Acne medication can slow the progression of relapsing-remitting MS in patients who experienced their first symptoms.

Could an acne medication prove to be a viable treatment option for patients with early onset multiple sclerosis (MS)? After an unexpected discovery, scientists seem to think so.

Minocycline is a tetracycline antibiotic used to treat different bacterial infections, including severe acne, chlamydia and gonorrhea, and urinary tract infections.

In a study published in the New England Journal of Medicine, the investigators sought to determine whether minocycline reduces the risk of conversion from a first demyelinating event—–referred to as clinically isolated syndrome––to MS.

Included in the study were 142 patients with a mean age of 35.8 years, who experienced their first demyelinating symptoms within the prior 180 days. Each participant was randomized to receive either 100 mg of minocycline orally twice-daily or placebo, until a diagnosis of MS was established or until 24 months after treatment began.

The primary outcome was conversion to MS within 6 months after randomization. Secondary outcomes included conversion to MS within 24 months after randomization and changes on MRI at 6 and 24 months.

The results of the study showed that the risk of conversion to MS was 61% in the placebo arm and 33.4% in the minocycline arm—–a 27.6% reduction. All secondary MRI outcomes favored minocycline over placebo at 6 months, but not at 24 months.

“The clinical results are compelling,” said lead author Dr Luanne Metz. “Based on these findings, neurologists will be able to prescribe minocycline for people experiencing their first symptoms of demyelination if an MRI suggests the cause will likely prove to be MS.”

Currently, treatments in Canada for relapsing-remitting MS typical range from $20,000 to $40,000 per year. In the United States, cost can be triple the amount. Minocycline would cost a fraction of that at approximately $600 per year.

“Patients will now have yet another treatment option, one that does not require injections, monitoring lab work, or special authorization by their insurance company; provided they have adequate coverage to begin with,” Dr Metz said. “These processes can delay treatment initiation for 3 to 4 months whereas minocycline can be started immediately.”

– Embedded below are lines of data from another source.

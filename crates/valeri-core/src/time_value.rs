use rust_decimal::Decimal;
use rust_decimal::MathematicalOps;
use rust_decimal_macros::dec;

use crate::error::ValeriError;
use crate::types::{Money, Rate};
use crate::ValeriResult;

/// Compounding factor `(1 + rate)^periods`.
pub fn compound_factor(rate: Rate, periods: u32) -> ValeriResult<Decimal> {
    (Decimal::ONE + rate)
        .checked_powu(u64::from(periods))
        .ok_or_else(|| ValeriError::Overflow {
            context: format!("compounding factor (1 + {rate})^{periods}"),
        })
}

/// Grow a year-1 base amount by an escalation rate: `base * (1 + rate)^periods`.
pub fn escalate(base: Money, rate: Rate, periods: u32) -> ValeriResult<Money> {
    let factor = compound_factor(rate, periods)?;
    base.checked_mul(factor).ok_or_else(|| ValeriError::Overflow {
        context: format!("escalating {base} over {periods} periods"),
    })
}

/// Discount an amount received at the end of `periods` back to year 0.
pub fn present_value(amount: Money, rate: Rate, periods: u32) -> ValeriResult<Money> {
    let discount = compound_factor(rate, periods)?;
    if discount.is_zero() {
        return Err(ValeriError::DivisionByZero {
            context: format!("discount factor at period {periods}"),
        });
    }
    amount.checked_div(discount).ok_or_else(|| ValeriError::Overflow {
        context: format!("discounting {amount} at period {periods}"),
    })
}

/// Net Present Value of a series of year-end cash flows, the first at year 0.
pub fn npv(rate: Rate, cash_flows: &[Money]) -> ValeriResult<Money> {
    if rate <= dec!(-1) {
        return Err(ValeriError::InvalidInput {
            field: "rate".into(),
            reason: "Discount rate must be greater than -100%".into(),
        });
    }

    let mut result = Decimal::ZERO;
    let one_plus_r = Decimal::ONE + rate;
    let mut discount = Decimal::ONE;

    for (t, cf) in cash_flows.iter().enumerate() {
        if t > 0 {
            discount *= one_plus_r;
        }
        if discount.is_zero() {
            return Err(ValeriError::DivisionByZero {
                context: format!("NPV discount factor at period {t}"),
            });
        }
        result += cf / discount;
    }

    Ok(result)
}

#[cfg(test)]
mod tests {
    use super::*;
    use rust_decimal_macros::dec;

    #[test]
    fn test_npv_basic() {
        let cfs = vec![dec!(-1000), dec!(300), dec!(400), dec!(500)];
        let result = npv(dec!(0.10), &cfs).unwrap();
        // NPV at 10%: -1000 + 300/1.1 + 400/1.21 + 500/1.331 ≈ -21.04
        assert!((result - dec!(-21.04)).abs() < dec!(0.01));
    }

    #[test]
    fn test_npv_zero_rate() {
        let cfs = vec![dec!(-100), dec!(50), dec!(50), dec!(50)];
        let result = npv(dec!(0.0), &cfs).unwrap();
        assert_eq!(result, dec!(50));
    }

    #[test]
    fn test_npv_rejects_total_loss_rate() {
        assert!(npv(dec!(-1), &[dec!(-100), dec!(50)]).is_err());
    }

    #[test]
    fn test_escalate_two_percent() {
        assert_eq!(escalate(dec!(0.30), dec!(0.02), 1).unwrap(), dec!(0.306));
        assert_eq!(escalate(dec!(0.30), dec!(0.02), 2).unwrap(), dec!(0.31212));
    }

    #[test]
    fn test_escalate_zero_periods_is_identity() {
        assert_eq!(escalate(dec!(123.45), dec!(0.07), 0).unwrap(), dec!(123.45));
    }

    #[test]
    fn test_present_value_one_period() {
        let pv = present_value(dec!(306), dec!(0.065), 1).unwrap();
        assert!((pv - dec!(287.3239)).abs() < dec!(0.0001));
    }

    #[test]
    fn test_present_value_zero_discount_factor() {
        let err = present_value(dec!(100), dec!(-1), 3).unwrap_err();
        assert!(matches!(err, ValeriError::DivisionByZero { .. }));
    }

    #[test]
    fn test_compound_factor_overflow() {
        let err = compound_factor(dec!(1000000), 100).unwrap_err();
        assert!(matches!(err, ValeriError::Overflow { .. }));
    }
}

There are no oral therapies approved in Canada for use at this very early stage of the disease. Current care for patients experiencing this involves an MRI at approximately 6 months to determine if the disease can be confirmed or treated with injectable medications to reduce the risk of their condition evolving to confirm MS.

“We have not cured MS, but this trial makes future treatment easy and affordable. It has global impact because there are countries where people with MS cannot be treated because of the very high cost,” concluded study author V. Wee Yong, PhD.